If you’re looking to change things up a little this year, there are some beer options that can make your evening just a little more special. If I may humbly offer a few suggestions:
Before Or With Dinner
If you’re starting with finger foods or a cheese/charcuterie plate (wherever might you acquire one of those, I wonder?), a clean, snappy Pils or other lighter Lager can simultaneously accentuate flavors while staying out of their way. My old standby Veltins Pilsener does this well, as do Hardywood’s Pils, Port City’s Downright Pilsner and the new Bruery Ruekeller: Helles.
Helles is a great way to go for something with a tick more flavor that you can also take to the table. Consider The Bruery’s version along with Rocket Frog’s Hellenor.
English-style Ales offer a great mix of sweet notes from both their malts and yeasts, along with easy-going lower ABVs and balanced mouth feels thanks to judicious hop usage that rarely crossed over into bitter or overpowering. We’re lucky to have a couple good local options available in the Denizens Lowest Lord ESB and the recently arrived Fast Mail from Danville’s Ballad Brewing, a lovely interpretation of an English Mild clocking in at 4.2% ABV.
For the more adventurous, a nice Belgian or Belgian-style beer always works.

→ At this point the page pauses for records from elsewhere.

//! Motor principal de análisis
//!
//! Una única canalización parametrizada por la política de puntuación y
//! la lista de fuentes inyectadas. Sin estado por petición más allá de la
//! inicialización: las tablas compiladas y el cliente del motor de reglas
//! son compartidos y de solo lectura.

use std::collections::HashMap;
use std::sync::Arc;

use chrono::Utc;
use once_cell::sync::OnceCell;
use parking_lot::Mutex;
use rayon::prelude::*;
use tracing::{debug, info};

use crate::corrections;
use crate::error::AnalysisError;
use crate::metrics;
use crate::report::{AnalysisReport, TextIssue};
use crate::resolver;
use crate::scoring::{self, ScoringPolicy};
use crate::sources::{self, IssueSource, RuleEngine};
use crate::text::segmenter;

/// Longitud máxima de entrada por defecto, en caracteres.
pub const DEFAULT_MAX_TEXT_LEN: usize = 10_000;

type ReportCache = Mutex<HashMap<String, Arc<OnceCell<AnalysisReport>>>>;

/// Motor de análisis de calidad de texto.
pub struct Analyzer {
    sources: Vec<Box<dyn IssueSource>>,
    policy: ScoringPolicy,
    max_text_len: usize,
    cache: Option<ReportCache>,
}

impl Analyzer {
    /// Crea un analizador con las fuentes por defecto y sin motor de
    /// reglas externo. Valida la política; una política inválida es
    /// fatal aquí, nunca durante un análisis.
    pub fn new(policy: ScoringPolicy) -> Result<Self, AnalysisError> {
        Self::with_sources(policy, sources::default_sources(None))
    }

    /// Crea un analizador con las fuentes por defecto más el adaptador
    /// del motor de reglas externo en cabeza de la precedencia.
    pub fn with_engine(
        policy: ScoringPolicy,
        engine: Arc<dyn RuleEngine>,
    ) -> Result<Self, AnalysisError> {
        Self::with_sources(policy, sources::default_sources(Some(engine)))
    }

    /// Crea un analizador con una lista de fuentes arbitraria; el orden
    /// de la lista define la precedencia de deduplicación.
    pub fn with_sources(
        policy: ScoringPolicy,
        sources: Vec<Box<dyn IssueSource>>,
    ) -> Result<Self, AnalysisError> {
        policy.validate()?;
        Ok(Self {
            sources,
            policy,
            max_text_len: DEFAULT_MAX_TEXT_LEN,
            cache: None,
        })
    }

    /// Activa la memoización de informes completos por texto exacto.
    /// Cada texto distinto se calcula como mucho una vez; las entradas
    /// son inmutables una vez escritas.
    pub fn with_cache(mut self) -> Self {
        self.cache = Some(Mutex::new(HashMap::new()));
        self
    }

    pub fn with_max_text_len(mut self, max_text_len: usize) -> Self {
        self.max_text_len = max_text_len;
        self
    }

    /// Analiza un texto y produce el informe completo.
    ///
    /// Precondición documentada: texto no vacío tras recortar y dentro
    /// de la longitud máxima. Ningún fallo de una fuente individual ni
    /// del aplicador de correcciones aborta la canalización.
    pub fn analyze(&self, text: &str) -> Result<AnalysisReport, AnalysisError> {
        let text = text.trim();
        if text.is_empty() {
            return Err(AnalysisError::EmptyText);
        }
        let len = text.chars().count();
        if len > self.max_text_len {
            return Err(AnalysisError::TextTooLong {
                len,
                max: self.max_text_len,
            });
        }

        if let Some(cache) = &self.cache {
            let cell = {
                let mut map = cache.lock();
                map.entry(text.to_string())
                    .or_insert_with(|| Arc::new(OnceCell::new()))
                    .clone()
            };
            // OnceCell garantiza un único cálculo por texto aunque haya
            // peticiones concurrentes sobre el mismo valor.
            return Ok(cell.get_or_init(|| self.run_pipeline(text)).clone());
        }

        Ok(self.run_pipeline(text))
    }

    fn run_pipeline(&self, text: &str) -> AnalysisReport {
        // Las fuentes no dependen entre sí: se ejecutan en paralelo y se
        // reúnen en orden de precedencia antes de resolver.
        let per_source: Vec<Vec<TextIssue>> = self
            .sources
            .par_iter()
            .map(|source| source.detect(text))
            .collect();
        for (source, found) in self.sources.iter().zip(&per_source) {
            debug!(
                source = source.kind().name(),
                count = found.len(),
                "fuente ejecutada"
            );
        }
        let issues: Vec<TextIssue> = per_source.into_iter().flatten().collect();

        let resolved = resolver::resolve(text, issues);
        let corrected_text = corrections::apply(text, &resolved);

        let seg = segmenter::segment(text);
        let metrics = metrics::calculate(text, &seg, &resolved);
        let final_score = scoring::score(&metrics, &resolved, &self.policy);

        info!(
            score = final_score,
            issues = resolved.len(),
            text_len = text.len(),
            "análisis completado"
        );

        AnalysisReport {
            original_text: text.to_string(),
            corrected_text,
            issues: resolved,
            metrics,
            final_score,
            checked_at: Utc::now(),
        }
    }
}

Denizens comes through again here with Third Party Tripel, but it’s hard to stay away from Trappist classics like Westmalle Tripel, Rochefort 8 and Orval. It’s a bit esoteric, but De Proef’s Saison Imperiale is a unique, maltier take on the style that is complex and gorgeous on its own but would play well with earthier entrees.
Staying with the Belgians, Rodenbach’s Felmish Sours play beautifully off of chocolates and fruits. The Rodenbach Classic runs more tart than sour, with hints of cherry, while Alexander actually sees the addition of sour cherry juice. In my opinion, you can never go wrong with Rodenbach.
If you’re veering toward a truly indulgent end to the meal, consider a lush Imperial Stout: Toasted Almond from Back Bay’s Farmhouse Brewing Company in Virginia Beach is a cocktail-inspired, Bourbon barrel-aged monster made with lactose (pair with/on ice cream?), whole coffee beans and yes, toasted almonds.
It’s not cheap and hard to find — apparently only two cases came up to NoVA; guess who got one? — but if you’re going all-out, go all out, right? Also consider: Sierra Nevada’s Barrel-Aged Narwhal (recently released in 16oz cans and apparently as a year-round beer), Port City Porter, or Hardywood’s seasonal Baltic Sunrise, a lovely Baltic Porter on coffee.